His death was reported in the Macclesfield Times of 10th September 1915:
SHOT WHILE FETCHING WATER – ONE OF FOUR BROTHERS REPORTED KILLED
Mr and Mrs Bradbury, 8 Half Street, Macclesfield, have this week received unofficial news that their son, Private James Bradbury, has died of wounds sustained while fighting in the Dardanelles. The sad intelligence was conveyed in a letter from another son, Private Joseph Bradbury, who is also with the Battalion in the Dardanelles.
Private James Bradbury, who was 22 years of age, was called up with the Territorials on the outbreak of war. He received his education at St George’s School. The last letter from him was dated August 12th, and he then stated, “We have been in the trenches five days now, and expect to be relieved at any time.”
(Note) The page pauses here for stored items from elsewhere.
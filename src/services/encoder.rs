// SPDX-License-Identifier: MIT

//! GPX encoding of validated activity records.
//!
//! Populates a fixed GPX 1.1 skeleton with the activity metadata and the
//! segments produced by the waypoint aligner, then writes the artifact under
//! a filename derived from the UTC start timestamp.

use crate::error::AppError;
use crate::models::ParsedActivity;
use crate::services::align::{self, TrackSegment};
use crate::time_utils;
use std::fmt::Write as _;
use std::path::{Path, PathBuf};

/// Fixed skeleton of the generated GPX document.
#[derive(Debug, Clone)]
pub struct GpxTemplate {
    pub creator: String,
    pub version: String,
    pub namespace: String,
    /// Garmin TrackPointExtension namespace, used for heart rate
    pub extension_namespace: String,
}

impl Default for GpxTemplate {
    fn default() -> Self {
        Self {
            creator: "strava-relay".to_string(),
            version: "1.1".to_string(),
            namespace: "http://www.topografix.com/GPX/1/1".to_string(),
            extension_namespace: "http://www.garmin.com/xmlschemas/TrackPointExtension/v1"
                .to_string(),
        }
    }
}

/// Map the source platform's activity vocabulary onto Strava's.
/// Closed lookup; anything unmapped falls back to "Run".
pub fn map_activity_type(activity_type: &str) -> &'static str {
    match activity_type {
        "Cycling" => "Ride",
        "Running" => "Run",
        "Walking" => "Walk",
        _ => "Run",
    }
}

/// Human-readable activity title, rendered in UK local time,
/// e.g. "Running activity on Monday 1st May at 10:00".
pub fn activity_title(activity: &ParsedActivity) -> String {
    let local = time_utils::uk_local(activity.start_time);
    format!(
        "{} activity on {} {} {} at {}",
        activity.activity_type,
        local.format("%A"),
        time_utils::ordinal_day(chrono::Datelike::day(&local)),
        local.format("%B"),
        local.format("%H:%M"),
    )
}

/// Derive the artifact key from an ISO-8601 UTC timestamp: strip `-`, `:`
/// and `Z`, replace the date/time separator with `-`.
/// `"2023-05-01T09:00:00Z"` becomes `"20230501-090000"`.
pub fn date_to_filename(iso_date: &str) -> String {
    iso_date
        .chars()
        .filter(|c| !matches!(c, '-' | ':' | 'Z' | 'z'))
        .map(|c| if c == 'T' { '-' } else { c })
        .collect::<String>()
        .trim()
        .to_string()
}

/// Encode an activity to a GPX file in `output_dir`.
///
/// Deterministic: the same record and template produce a byte-identical
/// artifact. No overwrite check; two activities sharing a start second would
/// collide and the last write wins.
pub fn encode(
    activity: &ParsedActivity,
    template: &GpxTemplate,
    output_dir: &Path,
) -> Result<PathBuf, AppError> {
    let start_iso = time_utils::format_utc_rfc3339(activity.start_time);

    let filename = date_to_filename(&start_iso);
    if filename.is_empty() {
        return Err(AppError::Encode("derived filename is empty".to_string()));
    }

    let segments = align::align(activity);
    let title = activity_title(activity);
    let sport = map_activity_type(&activity.activity_type);
    let xml = write_gpx(template, &title, &activity.notes, sport, &start_iso, &segments);

    let path = output_dir.join(format!("{}.gpx", filename));
    std::fs::write(&path, xml)?;

    tracing::info!(file = %path.display(), segments = segments.len(), "GPX artifact written");
    Ok(path)
}

/// Serialize the populated template to GPX text.
fn write_gpx(
    template: &GpxTemplate,
    title: &str,
    description: &str,
    sport: &str,
    start_iso: &str,
    segments: &[TrackSegment],
) -> String {
    let mut xml = String::new();

    xml.push_str("<?xml version=\"1.0\" encoding=\"UTF-8\"?>\n");
    let _ = writeln!(
        xml,
        "<gpx version=\"{}\" creator=\"{}\" xmlns=\"{}\" xmlns:gpxtpx=\"{}\">",
        template.version, template.creator, template.namespace, template.extension_namespace
    );

    xml.push_str("  <metadata>\n");
    let _ = writeln!(xml, "    <name>{}</name>", cdata(title));
    let _ = writeln!(xml, "    <desc>{}</desc>", cdata(description));
    let _ = writeln!(xml, "    <time>{}</time>", start_iso);
    xml.push_str("  </metadata>\n");

    xml.push_str("  <trk>\n");
    let _ = writeln!(xml, "    <name>{}</name>", cdata(title));
    let _ = writeln!(xml, "    <type>{}</type>", sport);

    for segment in segments {
        xml.push_str("    <trkseg>\n");
        for point in &segment.points {
            let _ = writeln!(xml, "      <trkpt lat=\"{}\" lon=\"{}\">", point.lat, point.lon);
            let _ = writeln!(xml, "        <ele>{}</ele>", point.ele);
            let _ = writeln!(
                xml,
                "        <time>{}</time>",
                time_utils::format_utc_rfc3339(point.time)
            );
            if let Some(bpm) = point.heart_rate {
                xml.push_str("        <extensions>\n");
                xml.push_str("          <gpxtpx:TrackPointExtension>\n");
                let _ = writeln!(xml, "            <gpxtpx:hr>{}</gpxtpx:hr>", bpm);
                xml.push_str("          </gpxtpx:TrackPointExtension>\n");
                xml.push_str("        </extensions>\n");
            }
            xml.push_str("      </trkpt>\n");
        }
        xml.push_str("    </trkseg>\n");
    }

    xml.push_str("  </trk>\n");
    xml.push_str("</gpx>\n");

    xml
}

/// Wrap a text node in CDATA, splitting any `]]>` the text itself contains.
fn cdata(text: &str) -> String {
    format!("<![CDATA[{}]]>", text.replace("]]>", "]]]]><![CDATA[>"))
}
Private Joseph Bradbury, writing to his parents on August 24th states:- “I am sorry to say that Jim has been seriously wounded this morning with shrapnel. He was unconscious when they took him to the base, and I have since heard that he is dead. He was going to the well when the Turks started shelling it.”
Mr and Mrs Bradbury have three sons still serving. One is in the Dardanelles, another at Bedford with the 2/7th, and the third with the Royal Garrison Artillery.
Private James Bradbury is believed to be buried in Hill 10 Cemetery in Turkey, and he has a memorial stone at Grave Ref. Sp. Mem. 27. His father requested that a cross and the following words should be added to his memorial stone:
“THEIR GLORY SHALL NOT BE BLOTTED OUT”
The Commonwealth War Graves Commission holds casualty details for Private James Bradbury.
Brother of Joseph Bradbury, who also served with the 1/7th Cheshire Regiment; George Bradbury, who enlisted at Manchester on 30th August 1915 as Gunner 293418 with the Royal Garrison Artillery; and Frank Bradbury. who served as Private 290884 with the 2/7th Cheshire Regiment.